Problem to solve - Among the lines below, a stretch begins at the one with "# Krakatoa Engine - Vulkan Backend" and ends at the one with "pub use vulkan_device::VulkanDevice;". Repeat that stretch exactly, ends included.

Excerpted records -
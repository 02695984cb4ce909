/// Vertex and index buffers a draw binds.
///
/// [`MeshBinding`] is the plain handle view the draw path consumes;
/// [`MeshBuffers`] owns the device-local buffers behind it.

use bytemuck::{Pod, Zeroable};

use crate::command::CommandSubmissionManager;
use crate::error::{Error, Result};
use crate::gpu::{AccessFlags, BufferHandle, BufferUsage, PipelineStages, Scoped};

/// Vertex layout read by the mesh pipelines (locations 0, 1 and 2)
#[repr(C)]
#[derive(Debug, Clone, Copy, PartialEq, Default, Pod, Zeroable)]
pub struct MeshVertex {
    pub position: [f32; 3],
    pub normal: [f32; 3],
    pub uv: [f32; 2],
}

impl MeshVertex {
    pub const POSITION_OFFSET: u32 = 0;
    pub const NORMAL_OFFSET: u32 = 12;
    pub const UV_OFFSET: u32 = 24;
    pub const STRIDE: u32 = std::mem::size_of::<MeshVertex>() as u32;

    pub fn new(position: [f32; 3], normal: [f32; 3], uv: [f32; 2]) -> Self {
        Self { position, normal, uv }
    }
}

#[derive(Debug, Clone, Copy, PartialEq, Eq)]
pub struct MeshBinding {
    pub vertex_buffer: BufferHandle,
    pub index_buffer: Option<BufferHandle>,
    pub vertex_count: u32,
    pub index_count: u32,
}

impl MeshBinding {
    pub fn is_indexed(&self) -> bool {
        self.index_buffer.is_some()
    }
}

/// Device-local mesh data, uploaded once through the one-shot path
#[derive(Debug)]
pub struct MeshBuffers {
    vertex: Scoped<BufferHandle>,
    index: Option<Scoped<BufferHandle>>,
    vertex_count: u32,
    index_count: u32,
}

impl MeshBuffers {
    /// Upload `vertices` and optional 32-bit `indices`, blocking until both
    /// are readable by the vertex input stage
    pub fn upload<V: Pod>(
        commands: &CommandSubmissionManager,
        vertices: &[V],
        indices: Option<&[u32]>,
    ) -> Result<Self> {
        if vertices.is_empty() {
            return Err(Error::InvalidResource("mesh with no vertices".to_string()));
        }
        let vertex = commands.create_device_buffer_with_data(
            bytemuck::cast_slice(vertices),
            BufferUsage::VERTEX,
            PipelineStages::VERTEX_INPUT,
            AccessFlags::VERTEX_ATTRIBUTE_READ,
        )?;
        let index = match indices {
            Some(indices) => Some(commands.create_device_buffer_with_data(
                bytemuck::cast_slice(indices),
                BufferUsage::INDEX,
                PipelineStages::VERTEX_INPUT,
                AccessFlags::INDEX_READ,
            )?),
            None => None,
        };
        Ok(Self {
            vertex,
            index,
            vertex_count: vertices.len() as u32,
            index_count: indices.map_or(0, |i| i.len() as u32),
        })
    }

    pub fn binding(&self) -> MeshBinding {
        MeshBinding {
            vertex_buffer: self.vertex.get(),
            index_buffer: self.index.as_ref().map(Scoped::get),
            vertex_count: self.vertex_count,
            index_count: self.index_count,
        }
    }
}
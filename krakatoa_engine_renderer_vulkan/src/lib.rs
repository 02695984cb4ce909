/*!
# Krakatoa Engine - Vulkan Backend

Vulkan implementation of the `krakatoa_engine` [`GpuDevice`] trait, built on
`ash` for the bindings and `gpu-allocator` for memory.

[`VulkanDevice`] owns the instance, logical device, queues (one per distinct
family, so uploads can run on a dedicated transfer queue), the swapchain with
its render pass, and the descriptor pools. Validation layers and the debug
messenger are compiled in with the `vulkan-validation` feature.

```no_run
use std::sync::Arc;
use krakatoa_engine::krakatoa::frame::{Config, RenderContext};
use krakatoa_engine::krakatoa::gpu::GpuDevice;
use krakatoa_engine_renderer_vulkan::{SpirvDirectory, VulkanConfig, VulkanDevice};

# fn run(window: &winit::window::Window) -> krakatoa_engine::krakatoa::Result<()> {
let device: Arc<dyn GpuDevice> = Arc::new(VulkanDevice::new(window, &VulkanConfig::default())?);
let shaders = SpirvDirectory::new("shaders");
let context = RenderContext::new(device, &shaders, Config::default())?;
# Ok(())
# }
```

[`GpuDevice`]: krakatoa_engine::krakatoa::gpu::GpuDevice
*/

mod vulkan_config;
mod vulkan_context;
mod vulkan_convert;
// Only the messenger path calls into the callback
#[cfg_attr(not(feature = "vulkan-validation"), allow(dead_code))]
mod vulkan_debug;
mod vulkan_descriptors;
mod vulkan_device;
mod vulkan_pipeline;
mod vulkan_shader_source;
mod vulkan_swapchain;

pub use vulkan_config::{DebugConfig, DebugMessageFilter, DebugOutput, DebugSeverity, VulkanConfig};
pub use vulkan_debug::{print_validation_stats_report, validation_stats, ValidationStats};
pub use vulkan_device::VulkanDevice;
pub use vulkan_shader_source::SpirvDirectory;
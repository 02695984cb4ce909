//! Internal logging system for the Krakatoa engine
//!
//! - Customizable sink via the [`Logger`] trait
//! - Severity levels (Trace, Debug, Info, Warn, Error)
//! - Colored console output by default, with a severity floor
//! - File and line information for ERROR logs
//!
//! The sink is installed process-wide through [`Engine::set_logger`](crate::krakatoa::Engine::set_logger).

use colored::*;
use std::time::SystemTime;
use chrono::{DateTime, Local};

/// Logger trait for custom logging implementations
///
/// # Example
///
/// ```no_run
/// use krakatoa_engine::krakatoa::log::{Logger, LogEntry};
///
/// struct FrameTraceLogger;
///
/// impl Logger for FrameTraceLogger {
///     fn log(&self, entry: &LogEntry) {
///         if entry.source.starts_with("krakatoa::frame") {
///             eprintln!("{}", entry.message);
///         }
///     }
/// }
/// ```
pub trait Logger: Send + Sync {
    /// Log an entry
    fn log(&self, entry: &LogEntry);
}

/// Log entry containing all information about a log message
#[derive(Debug, Clone)]
pub struct LogEntry {
    /// Severity level
    pub severity: LogSeverity,

    /// Timestamp when the log was created
    pub timestamp: SystemTime,

    /// Source module (e.g., "krakatoa::frame", "krakatoa::vulkan")
    pub source: String,

    /// Log message
    pub message: String,

    /// Source file (only for ERROR logs)
    pub file: Option<&'static str>,

    /// Source line (only for ERROR logs)
    pub line: Option<u32>,
}

impl LogEntry {
    /// Uncolored single-line rendering, `[timestamp] [SEVERITY] [source] message`
    pub fn format_plain(&self) -> String {
        let datetime: DateTime<Local> = self.timestamp.into();
        let timestamp = datetime.format("%Y-%m-%d %H:%M:%S%.3f");
        match (self.file, self.line) {
            (Some(file), Some(line)) => format!(
                "[{}] [{}] [{}] {} ({}:{})",
                timestamp,
                self.severity.label(),
                self.source,
                self.message,
                file,
                line
            ),
            _ => format!(
                "[{}] [{}] [{}] {}",
                timestamp,
                self.severity.label(),
                self.source,
                self.message
            ),
        }
    }
}

/// Log severity levels
#[derive(Debug, Clone, Copy, PartialEq, Eq, PartialOrd, Ord)]
pub enum LogSeverity {
    /// Per-frame detail (acquire indices, fence waits)
    Trace,

    /// Development information
    Debug,

    /// Lifecycle events (device created, swapchain recreated)
    Info,

    /// Recoverable problems (stalls, skipped camera frames)
    Warn,

    /// Failures, logged with file:line
    Error,
}

impl LogSeverity {
    /// Fixed-width label used in log lines
    pub fn label(self) -> &'static str {
        match self {
            LogSeverity::Trace => "TRACE",
            LogSeverity::Debug => "DEBUG",
            LogSeverity::Info => "INFO ",
            LogSeverity::Warn => "WARN ",
            LogSeverity::Error => "ERROR",
        }
    }
}

/// Default logger: colored console output
///
/// Format:
/// - Normal: `[timestamp] [SEVERITY] [source] message`
/// - Error: `[timestamp] [ERROR] [source] message (file:line)`
///
/// Entries below `min_severity` are dropped. Trace is dropped by default
/// since the frame loop emits one trace line per acquire.
pub struct DefaultLogger {
    pub min_severity: LogSeverity,
}

impl DefaultLogger {
    pub fn with_min_severity(min_severity: LogSeverity) -> Self {
        Self { min_severity }
    }
}

impl Default for DefaultLogger {
    fn default() -> Self {
        Self { min_severity: LogSeverity::Debug }
    }
}

impl Logger for DefaultLogger {
    fn log(&self, entry: &LogEntry) {
        if entry.severity < self.min_severity {
            return;
        }

        let datetime: DateTime<Local> = entry.timestamp.into();
        let timestamp = datetime.format("%Y-%m-%d %H:%M:%S%.3f").to_string();

        let label = entry.severity.label();
        let severity_str = match entry.severity {
            LogSeverity::Trace => label.bright_black(),
            LogSeverity::Debug => label.cyan(),
            LogSeverity::Info => label.green(),
            LogSeverity::Warn => label.yellow(),
            LogSeverity::Error => label.red().bold(),
        };

        let source = entry.source.bright_blue();

        if let (Some(file), Some(line)) = (entry.file, entry.line) {
            println!(
                "[{}] [{}] [{}] {} ({}:{})",
                timestamp,
                severity_str,
                source,
                entry.message,
                file,
                line
            );
        } else {
            println!(
                "[{}] [{}] [{}] {}",
                timestamp,
                severity_str,
                source,
                entry.message
            );
        }
    }
}

// ===== LOGGING MACROS =====

/// Log a TRACE message
///
/// ```ignore
/// engine_trace!("krakatoa::frame", "acquired image {}", index);
/// ```
#[macro_export]
macro_rules! engine_trace {
    ($source:expr, $($arg:tt)*) => {
        $crate::krakatoa::Engine::log(
            $crate::krakatoa::log::LogSeverity::Trace,
            $source,
            format!($($arg)*)
        )
    };
}

/// Log a DEBUG message
#[macro_export]
macro_rules! engine_debug {
    ($source:expr, $($arg:tt)*) => {
        $crate::krakatoa::Engine::log(
            $crate::krakatoa::log::LogSeverity::Debug,
            $source,
            format!($($arg)*)
        )
    };
}

/// Log an INFO message
#[macro_export]
macro_rules! engine_info {
    ($source:expr, $($arg:tt)*) => {
        $crate::krakatoa::Engine::log(
            $crate::krakatoa::log::LogSeverity::Info,
            $source,
            format!($($arg)*)
        )
    };
}

/// Log a WARN message
#[macro_export]
macro_rules! engine_warn {
    ($source:expr, $($arg:tt)*) => {
        $crate::krakatoa::Engine::log(
            $crate::krakatoa::log::LogSeverity::Warn,
            $source,
            format!($($arg)*)
        )
    };
}

/// Log an ERROR message with file:line information
///
/// ```ignore
/// engine_error!("krakatoa::command", "Failed to allocate command buffer: {}", e);
/// ```
#[macro_export]
macro_rules! engine_error {
    ($source:expr, $($arg:tt)*) => {
        $crate::krakatoa::Engine::log_detailed(
            $crate::krakatoa::log::LogSeverity::Error,
            $source,
            format!($($arg)*),
            file!(),
            line!()
        )
    };
}

#[cfg(test)]
#[path = "log_tests.rs"]
mod tests;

Response box -
# Krakatoa Engine - Vulkan Backend

Vulkan implementation of the `krakatoa_engine` [`GpuDevice`] trait, built on
`ash` for the bindings and `gpu-allocator` for memory.

[`VulkanDevice`] owns the instance, logical device, queues (one per distinct
family, so uploads can run on a dedicated transfer queue), the swapchain with
its render pass, and the descriptor pools. Validation layers and the debug
messenger are compiled in with the `vulkan-validation` feature.

```no_run
use std::sync::Arc;
use krakatoa_engine::krakatoa::frame::{Config, RenderContext};
use krakatoa_engine::krakatoa::gpu::GpuDevice;
use krakatoa_engine_renderer_vulkan::{SpirvDirectory, VulkanConfig, VulkanDevice};

# fn run(window: &winit::window::Window) -> krakatoa_engine::krakatoa::Result<()> {
let device: Arc<dyn GpuDevice> = Arc::new(VulkanDevice::new(window, &VulkanConfig::default())?);
let shaders = SpirvDirectory::new("shaders");
let context = RenderContext::new(device, &shaders, Config::default())?;
# Ok(())
# }
```

[`GpuDevice`]: krakatoa_engine::krakatoa::gpu::GpuDevice
*/

mod vulkan_config;
mod vulkan_context;
mod vulkan_convert;
// Only the messenger path calls into the callback
#[cfg_attr(not(feature = "vulkan-validation"), allow(dead_code))]
mod vulkan_debug;
mod vulkan_descriptors;
mod vulkan_device;
mod vulkan_pipeline;
mod vulkan_shader_source;
mod vulkan_swapchain;

pub use vulkan_config::{DebugConfig, DebugMessageFilter, DebugOutput, DebugSeverity, VulkanConfig};
pub use vulkan_debug::{print_validation_stats_report, validation_stats, ValidationStats};
pub use vulkan_device::VulkanDevice;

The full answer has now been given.